Life Insurance — Today 

Now life insurance has become as sleek and modern as the latest Apple gadget. Insurance premiums can be taken directly out of your bank account without you having to write a check and policies can be purchased online and issued electronically—without a piece of paper touching your fingertips. 

Even the benefit itself has changed. While life insurance’s main attraction is still its death benefit, there are many other benefits you can add on in the form of insurance riders. These include additional death benefits for spouses and children, accelerated benefits that allow you to access your funds after you are diagnosed with a terminal illness, and accidental death benefits that double your death benefit should you die in an accident.
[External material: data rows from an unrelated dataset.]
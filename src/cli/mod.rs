// Copyright 2025-present Harīṣh Tummalachērla
// SPDX-License-Identifier: Apache-2.0

//! CLI definitions for the catalog-search command-line interface.
//!
//! Every subcommand loads a JSON catalog file into a fresh engine and runs
//! one query against it. Results go to stdout (boxed and coloured on a
//! terminal, or JSON with `--json`); logs go to stderr.

pub mod display;

use anyhow::{Context, Result};
use catalog_search::{CatalogEngine, EngineConfig, JsonFileStore};
use clap::{Parser, Subcommand};
use std::path::PathBuf;

#[derive(Parser)]
#[command(
    name = "catalog-search",
    about = "In-memory catalog search with autocomplete, typo correction and relevance ranking",
    version
)]
pub struct Cli {
    /// Catalog file: a JSON array of items
    #[arg(short, long, global = true, default_value = "data/sample_catalog.json")]
    pub catalog: PathBuf,

    /// Engine config file (JSON); defaults apply to anything it leaves out
    #[arg(long, global = true)]
    pub config: Option<PathBuf>,

    /// Log filter, e.g. "debug" or "catalog_search=trace". Overrides RUST_LOG.
    #[arg(long, global = true)]
    pub log_level: Option<String>,

    /// Print results as JSON instead of a table
    #[arg(long, global = true)]
    pub json: bool,

    #[command(subcommand)]
    pub command: Commands,
}

#[derive(Subcommand)]
pub enum Commands {
    /// Ranked search without correction
    Search {
        query: String,

        /// Zero-based page number
        #[arg(short, long, default_value = "0")]
        page: usize,

        /// Results per page (defaults to the configured page size)
        #[arg(short, long)]
        size: Option<usize>,
    },

    /// Ranked search that auto-corrects misspelled words
    Correct {
        query: String,

        #[arg(short, long, default_value = "0")]
        page: usize,

        #[arg(short, long)]
        size: Option<usize>,
    },

    /// Complete a prefix from item names and past searches
    Autocomplete { prefix: String },

    /// Rank stores by how often a keyword appears in their item names
    RankStores { keyword: String },

    /// Items with the biggest discounts
    Deals {
        #[arg(short, long, default_value = "10")]
        limit: usize,
    },

    /// Show snapshot statistics for the catalog
    Inspect,
}

/// Build the engine the subcommands share.
fn load_engine(cli: &Cli) -> Result<CatalogEngine<JsonFileStore>> {
    let config = match &cli.config {
        Some(path) => EngineConfig::from_json_file(path)
            .with_context(|| format!("loading config from {}", path.display()))?,
        None => EngineConfig::default(),
    };
    CatalogEngine::new(JsonFileStore::new(&cli.catalog), config)
        .with_context(|| format!("loading catalog from {}", cli.catalog.display()))
}

/// Run one subcommand to completion.
pub fn run(cli: &Cli) -> Result<()> {
    let engine = load_engine(cli)?;
    let page_size = |size: Option<usize>| size.unwrap_or(engine.config().default_page_size);

    match &cli.command {
        Commands::Search { query, page, size } => {
            let items = engine.search(query, *page, page_size(*size));
            if cli.json {
                display::print_json(&items)?;
            } else {
                display::print_items(query, &items);
            }
        }
        Commands::Correct { query, page, size } => {
            let result = engine.search_with_correction(query, *page, page_size(*size));
            if cli.json {
                display::print_json(&result)?;
            } else {
                display::print_corrected(&result);
            }
        }
        Commands::Autocomplete { prefix } => {
            let suggestions = engine.autocomplete(prefix);
            if cli.json {
                display::print_json(&suggestions)?;
            } else {
                display::print_suggestions(prefix, &suggestions);
            }
        }
        Commands::RankStores { keyword } => {
            let ranked = engine.rank_stores_by_keyword(keyword);
            if cli.json {
                display::print_json(&ranked)?;
            } else {
                display::print_store_ranks(keyword, &ranked);
            }
        }
        Commands::Deals { limit } => {
            let deals = engine.top_deals(*limit);
            if cli.json {
                display::print_json(&deals)?;
            } else {
                display::print_deals(&deals);
            }
        }
        Commands::Inspect => {
            let snapshot = engine.snapshot();
            let stats = snapshot.stats();
            if cli.json {
                display::print_json(&stats)?;
            } else {
                display::print_stats(&cli.catalog, &stats, &snapshot.stores());
            }
        }
    }
    Ok(())
}
// Copyright 2025-present Harīṣh Tummalachērla
// SPDX-License-Identifier: Apache-2.0

//! Fuzzy matching: typo tolerance via edit distance.
//!
//! Two layers here: bounded Levenshtein for one-off comparisons, and a spell
//! corrector that runs it against the inverted index vocabulary.

mod levenshtein;
mod spell;

pub use levenshtein::*;
pub use spell::suggest_corrections;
Life insurance policies are more frequently being considered investments that are to be considered in a family’s net worth. Their cash value accrual methods range from simple, fixed growth to variable growth that relies on the movement of the stock market to help your accumulation along. 

No matter what you need your life insurance policy for or what benefits and riders you decide to take advantage of, it is a vital part of your family’s financial future. What was once merely a tool to help bury individuals and provide menial support to grieving widows has become a sophisticated tool to preserve wealth, as well as a utilitarian product to ensure a way of life.